According to MARC Riders Advisory Council Chair Rafi Guroian, tourists, BWI travelers and weekend workers have been demanding a weekend service, and the Penn Line was specifically targeted because of its greater ridership than that of the other two MARC train lines.
The weekend expansion of the Penn line, which is subsidized by Maryland taxes, was originally slated for 2008 but was cancelled at the last minute when Maryland had a budgetary crisis during the recession. A recent increase in Maryland’s state gas tax allowed MARC to expand the line.

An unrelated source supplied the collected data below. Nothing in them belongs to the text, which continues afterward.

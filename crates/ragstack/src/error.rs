use std::path::PathBuf;
use thiserror::Error;

/// Errors that can occur while declaring, validating, or applying a stack.
#[derive(Error, Debug)]
pub enum StackError {
    #[error("Failed to read config file '{path}': {source}")]
    ReadConfig {
        path: PathBuf,
        #[source]
        source: std::io::Error,
    },

    #[error("Failed to parse config YAML in '{path}': {message}")]
    ParseConfig { path: PathBuf, message: String },

    #[error("Failed to serialize stack document: {0}")]
    Serialize(String),

    #[error("Validation error: {0}")]
    Validation(String),

    #[error("Unresolved reference to '{token}' from resource '{referrer}'")]
    UnresolvedReference { token: String, referrer: String },

    #[error("Dependency cycle involving resource '{0}'")]
    DependencyCycle(String),

    #[error("Stack not found: {0}")]
    StackNotFound(String),

    #[error("Failed to apply resource '{id}': {message}")]
    ApplyFailed { id: String, message: String },

    #[error("Access denied: principal '{principal}' may not {action} '{resource}'")]
    AccessDenied {
        principal: String,
        action: String,
        resource: String,
    },

    #[error("Invalid query record: {0}")]
    InvalidRecord(String),

    #[error("Engine operation failed: {0}")]
    Engine(String),
}

impl From<serde_yaml::Error> for StackError {
    fn from(err: serde_yaml::Error) -> Self {
        StackError::ParseConfig {
            path: PathBuf::new(),
            message: err.to_string(),
        }
    }
}

impl From<serde_json::Error> for StackError {
    fn from(err: serde_json::Error) -> Self {
        StackError::Serialize(err.to_string())
    }
}

/// Result type for stack operations.
pub type Result<T> = std::result::Result<T, StackError>;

“Weekend service on MARC has been discussed for decades, and it’s always been a matter of funding,” Guroian wrote in an email. “[It is] a very affordable option for getting to BWI Airport and Baltimore on weekends.”
According to MARC Riders Advisory Council Vice Chair Steve Chan, the expanded MARC service will be a “subcontract employment” with Amtrak because Amtrak owns the physical rail on the Penn line. As a result, MARC will pay Amtrak to help set up the expanded service, and employees working the expanded service will work for Amtrak.
Although Amtrak itself already runs a weekend service between the District and Baltimore, the company charges $16 to $60 per single trip, depending on the time and date of the trip and the class of the purchased seat.
On the other hand, the MARC weekend service would cost about $6 to BWI and $7 to Baltimore; students with a Student Advantage membership will also receive a discount.
Despite the cheaper prices, Chan said that not all riders would convert from Amtrak to MARC. MARC generally caters to commuters, while Amtrak is popular for longer trips.
MARC riders use a monthly pass, often leading a shortage of seats.
“It depends on where you want to go and on scheduling,” Chan said. “If you simply need to go from D.C. Union Station to BWI, MARC generally charges a lower price. But if your goal is to go from BWI [to] elsewhere, it’s quite possible that Amtrak can give you choices that you would prefer.”
The expanded weekend service could allow some students to fly in and out of Baltimore on the weekend, which is often less expensive than flying from D.C. airports.
The MARC train would also make Baltimore entertainment options more accessible to students. From Baltimore Penn Station, students can take light rail to Camden Yards, home of the Baltimore Orioles. Camden Yards is also close to M&T Bank Stadium, where the Baltimore Ravens play. There is also a free Circulator bus from Penn Station to the Inner Harbor and Fort McHenry.
Guroian said the MTA is looking to add additional weekday service on the Camden line next year and hopes to expand the Brunswick line as well.